After Politics: JibJab and Meetup Transform Content and Ad Models

The political fervor of the ’04 election season propelled them to online fame, but the animators at JibJab Media and the socially conscious networkers at Meetup have moved on from the red and the blue to greener pastures. Both firms have shifted to where the money is: sponsorships. JibJab today is set to launch a series of live action sketch comedy clips sponsored by the Verizon Wireless V CAST Music service. And, after a handful of strategic changes over the years, Meetup is piloting a sponsorship model with Intuit.

In July 2004, JibJab gained overnight recognition, online and off, when its quirky This Land animation spoofed Bush, Kerry and co. The production company hasn’t done much by way of politics lately, despite the current election season. Nothing about recent political events has inspired JibJab founders and brothers Gregg and Evan Spiridellis, CEO Gregg told ClickZ News.

Working with goofball humor hero John Landis, however, has. The creator of flicks like “Animal House” and “Three Amigos” has directed the first installment of JibJab’s Great Sketch Experiment comedy series. Six two- to four-minute clips were created by comedy troupes chosen as part of a contest seeking out lesser-known comedic talent. The mini-films will be available on the JibJab site, preceded by brief ads for the wireless content provider. Verizon’s V CAST mobile subscribers will also have access to the clips, which include a 1950s-style sketch called “So You Want to Be a Cop” and another that tells the tale of “The Shawshank Redemption” in about a minute.

“We want to make JibJab a big platform for independent talent,” said Spiridellis. In addition to the promotional lift from the Landis affiliation, each of the sketches will be featured on NBC’s “The Tonight Show with Jay Leno,” where other JibJab creations have debuted. Since skyrocketing to prominence, JibJab has licensed content to AtomFilms, Yahoo, and MSN.

“Great Sketch is going to be a franchise,” said Spiridellis. The goal is to produce an ongoing series of funny films in conjunction with a variety of directors, and eventually build up to a daily dose of Web hilarity. The company is working towards determining the right economic model to reward its comic creators, but has yet to figure out exactly what the payment structure will be.

Rewarding creators of content, be it professionally-produced or the less-polished text discussions and images posted by members of Meetup, is becoming the latest trend in user-generated media. Meetup’s approach is not to pay members outright; rather it’s to waive most of the $16 to $19 monthly fees otherwise paid by operators of its groups.

The firm has been testing that formula for the last month with help from Intuit, the trial sponsor of mom-centric Meetup groups focused on small business and work-at-home topics. Meetup made its name leading up to the 2004 presidential primaries, primarily through Howard Dean Meetup events. In the beginning, the company charged venues holding in-person Meetups for listings on the site. The model proved faulty, however, once political partisans threatened to boycott establishments where group members of rival political persuasions met, said Meetup Director of Partnerships Benjamin Flamming.

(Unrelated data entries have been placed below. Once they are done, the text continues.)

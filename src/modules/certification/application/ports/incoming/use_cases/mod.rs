mod create_certification;
mod get_certifications;
mod get_single_certification;
mod remove_certification;
mod update_certification;

pub use create_certification::{CreateCertificationError, CreateCertificationUseCase};
pub use get_certifications::{GetCertificationsError, GetCertificationsUseCase};
pub use get_single_certification::{GetSingleCertificationError, GetSingleCertificationUseCase};
pub use remove_certification::{RemoveCertificationError, RemoveCertificationUseCase};
pub use update_certification::{UpdateCertificationError, UpdateCertificationUseCase};
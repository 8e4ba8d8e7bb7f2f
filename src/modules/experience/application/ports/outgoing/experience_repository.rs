use async_trait::async_trait;
use uuid::Uuid;

use crate::auth::application::domain::entities::UserId;
use crate::modules::experience::application::domain::entities::{Experience, ExperienceData};

#[derive(Debug, Clone, PartialEq, thiserror::Error)]
pub enum ExperienceRepositoryError {
    #[error("Experience not found")]
    NotFound,

    #[error("Owner not found")]
    OwnerNotFound,

    #[error("Database error: {0}")]
    DatabaseError(String),

    #[error("Serialization error: {0}")]
    SerializationError(String),
}

#[async_trait]
pub trait ExperienceRepository: Send + Sync {
    /// Inserts the experience and appends its id to the owner's list in one
    /// transaction.
    async fn create_for_owner(
        &self,
        owner: UserId,
        data: ExperienceData,
    ) -> Result<Experience, ExperienceRepositoryError>;

    /// Replaces the domain fields. Owner lists are left alone.
    async fn update(
        &self,
        experience_id: Uuid,
        data: ExperienceData,
    ) -> Result<(), ExperienceRepositoryError>;

    /// Prunes the id from the owner's list and deletes the row in one
    /// transaction. `NotFound` when the owner does not reference the id.
    async fn delete_for_owner(
        &self,
        owner: UserId,
        experience_id: Uuid,
    ) -> Result<(), ExperienceRepositoryError>;
}
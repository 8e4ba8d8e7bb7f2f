use actix_web::{get, web, HttpResponse, Responder};
use sea_orm::{ConnectionTrait, DatabaseConnection, Statement};
use serde::Serialize;
use std::sync::Arc;

#[derive(Serialize)]
struct HealthResponse {
    status: &'static str,
}

#[derive(Serialize)]
struct ReadinessResponse {
    status: &'static str,
    database: &'static str,
}

/// LIVENESS PROBE
/// - No I/O
#[get("/health")]
pub async fn health() -> impl Responder {
    HttpResponse::Ok().json(HealthResponse { status: "ok" })
}

/// READINESS PROBE
/// - Pings the store
#[get("/ready")]
pub async fn readiness(db: web::Data<Arc<DatabaseConnection>>) -> impl Responder {
    let ping = db
        .execute(Statement::from_string(
            db.get_database_backend(),
            "SELECT 1",
        ))
        .await;

    match ping {
        Ok(_) => HttpResponse::Ok().json(ReadinessResponse {
            status: "ok",
            database: "ok",
        }),
        Err(e) => {
            tracing::warn!("Readiness check failed: {}", e);
            HttpResponse::ServiceUnavailable().json(ReadinessResponse {
                status: "unhealthy",
                database: "unhealthy",
            })
        }
    }
}
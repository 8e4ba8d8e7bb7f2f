pub mod password_hasher;
pub mod token_provider;
pub mod user_query;
pub mod user_repository;

pub use password_hasher::{HashError, PasswordHasher};
pub use token_provider::{TokenClaims, TokenError, TokenProvider};
pub use user_query::{UserQuery, UserQueryError};
pub use user_repository::{CreateUserData, UserRepository, UserRepositoryError};
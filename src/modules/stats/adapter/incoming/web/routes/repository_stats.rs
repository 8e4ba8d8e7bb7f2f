//! Aggregates over the configured account's repositories.
//!
//! Successful bodies are bare JSON. Failures use the standard envelope.

use actix_web::{get, web, HttpResponse, Responder};
use tracing::error;

use crate::modules::stats::application::ports::incoming::use_cases::FetchRepositoryStatsError;
use crate::shared::api::ApiResponse;
use crate::AppState;

fn listing_failed(view: &str, e: FetchRepositoryStatsError) -> HttpResponse {
    error!("Failed to build {}: {}", view, e);
    ApiResponse::internal_error("Failed to fetch repositories")
}

#[utoipa::path(
    get,
    path = "/api/github/commits",
    tag = "stats",
    responses(
        (status = 200, description = "Commits per day, oldest first", body = [crate::modules::stats::application::domain::entities::DailyCommits]),
        (status = 500, description = "Repository listing failed", body = crate::api::schemas::Envelope),
    )
)]
#[get("/api/github/commits")]
pub async fn commit_histogram_handler(data: web::Data<AppState>) -> impl Responder {
    match data.stats.repositories.commit_histogram().await {
        Ok(histogram) => HttpResponse::Ok().json(histogram),
        Err(e) => listing_failed("commit histogram", e),
    }
}

#[utoipa::path(
    get,
    path = "/api/github/languages",
    tag = "stats",
    responses(
        (status = 200, description = "Bytes per language, keyed by language name"),
        (status = 500, description = "Repository listing failed", body = crate::api::schemas::Envelope),
    )
)]
#[get("/api/github/languages")]
pub async fn language_totals_handler(data: web::Data<AppState>) -> impl Responder {
    match data.stats.repositories.language_totals().await {
        Ok(totals) => HttpResponse::Ok().json(totals),
        Err(e) => listing_failed("language totals", e),
    }
}

#[utoipa::path(
    get,
    path = "/api/github/stars",
    tag = "stats",
    responses(
        (status = 200, description = "Stars across all repositories", body = crate::modules::stats::application::domain::entities::StarTotal),
        (status = 500, description = "Repository listing failed", body = crate::api::schemas::Envelope),
    )
)]
#[get("/api/github/stars")]
pub async fn star_total_handler(data: web::Data<AppState>) -> impl Responder {
    match data.stats.repositories.star_total().await {
        Ok(total) => HttpResponse::Ok().json(total),
        Err(e) => listing_failed("star total", e),
    }
}

#[utoipa::path(
    get,
    path = "/api/github/top-repos",
    tag = "stats",
    responses(
        (status = 200, description = "Six most starred repositories", body = [crate::modules::stats::application::domain::entities::TopRepository]),
        (status = 500, description = "Repository listing failed", body = crate::api::schemas::Envelope),
    )
)]
#[get("/api/github/top-repos")]
pub async fn top_repositories_handler(data: web::Data<AppState>) -> impl Responder {
    match data.stats.repositories.top_repositories().await {
        Ok(top) => HttpResponse::Ok().json(top),
        Err(e) => listing_failed("top repositories", e),
    }
}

It was free back then to start a Meetup group. When Meetup introduced its fee-based model in April 2005, many of its politically active and socially conscious users weren’t happy. A mass exodus resulted, according to Flamming. “It caused a lot of upheaval.”

The transition from politics to parenting has been good to Meetup. The site has regained the membership ground it lost, and is up to three million members, a third of whom belong to paid groups run for and by moms. Other popular group topics include dog breeds, poker, knitting, scrap booking and Spanish.

Because they are willing to pay, they tend to devote more time and energy to their groups, which Flamming believes makes for a higher quality membership pool than resided there in the past. In fact, many of the parent groups meet daily, he said.

These days, Flamming, whose director of partnerships position was created in June, is busy hitting up advertisers who may be interested in reaching out to that high quality audience by sponsoring Meetup groups.

“We’re very careful about the authenticity of it,” said Flamming of the Intuit sponsorship. “We’re making sure it’s aligned with our core values.” That’s why the firm allowed group operators to opt-in to the program, instead of forcing it on the groups that fit Intuit’s target audience. In addition to sponsoring the groups, Intuit has the opportunity to offer small business-related speakers for appearances at group meetings.

Even though Meetup is “really trying to focus on this marketing thing,” according to Flamming, the firm has assembled a task force to determine which site tools and offerings will make it economically viable to embrace political groups more wholeheartedly.

JibJab isn’t saying goodbye completely to political themed comedy, either, Spiridellis said. In fact, the firm is planning on trying an artistic medium other than computer animation and live action that would suit politics just fine. “We’ll be doing a lot of puppet stuff next year,” he said.

Zach Rodgers contributed to this article.